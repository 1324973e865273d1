//! Underlying player seam
//!
//! The engine never decodes audio itself. It drives a `StreamPlayer` and
//! listens to the raw state transitions the player reports through a
//! `PlayerEventSender`. Each player instance gets its own generation number;
//! events from a disposed player still in flight carry an old generation and
//! are dropped by the engine.

pub mod http;

use crate::error::Result;
use async_trait::async_trait;
use std::sync::Arc;
use tokio::sync::mpsc;

pub use http::HttpStreamPlayer;

/// Player processing state as reported by the backend
#[derive(Debug, Clone, Copy, PartialEq, Eq)]
pub enum ProcessingState {
    Idle,
    Loading,
    Buffering,
    Ready,
    Completed,
}

/// Raw transition reported by a player
#[derive(Debug, Clone, PartialEq)]
pub enum PlayerEvent {
    State {
        playing: bool,
        processing: ProcessingState,
    },
    /// Playback error (decoder failure, HTTP error, ...)
    Fault(String),
}

/// Channel half handed to a player at construction
#[derive(Debug, Clone)]
pub struct PlayerEventSender {
    generation: u64,
    tx: mpsc::UnboundedSender<(u64, PlayerEvent)>,
}

impl PlayerEventSender {
    pub fn new(generation: u64, tx: mpsc::UnboundedSender<(u64, PlayerEvent)>) -> Self {
        Self { generation, tx }
    }

    pub fn generation(&self) -> u64 {
        self.generation
    }

    /// Returns false once the engine has shut down
    pub fn send(&self, event: PlayerEvent) -> bool {
        self.tx.send((self.generation, event)).is_ok()
    }

    pub fn state(&self, playing: bool, processing: ProcessingState) -> bool {
        self.send(PlayerEvent::State {
            playing,
            processing,
        })
    }

    pub fn fault(&self, message: impl Into<String>) -> bool {
        self.send(PlayerEvent::Fault(message.into()))
    }
}

/// Audio player driven by the engine
///
/// Every call is wrapped in the engine's player command timeout, so an
/// implementation may block on I/O but must not hold locks across awaits
/// that other calls need.
#[async_trait]
pub trait StreamPlayer: Send + Sync {
    async fn set_url(&self, url: &str) -> Result<()>;
    async fn play(&self) -> Result<()>;
    async fn pause(&self) -> Result<()>;
    async fn stop(&self) -> Result<()>;
    async fn set_volume(&self, volume: f32) -> Result<()>;
    /// Release all resources. The instance is not used again.
    async fn dispose(&self) -> Result<()>;
}

/// Builds fresh players (initial connect and every full restart)
pub trait PlayerFactory: Send + Sync {
    fn create(&self, events: PlayerEventSender) -> Result<Arc<dyn StreamPlayer>>;
}

impl<F> PlayerFactory for F
where
    F: Fn(PlayerEventSender) -> Result<Arc<dyn StreamPlayer>> + Send + Sync,
{
    fn create(&self, events: PlayerEventSender) -> Result<Arc<dyn StreamPlayer>> {
        self(events)
    }
}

**EXERCISE DETAILS**
From the entries above, select each line containing the string "PartialEq".

**TASK RESPONSE**
#[derive(Debug, Clone, Copy, PartialEq, Eq)]
#[derive(Debug, Clone, PartialEq)]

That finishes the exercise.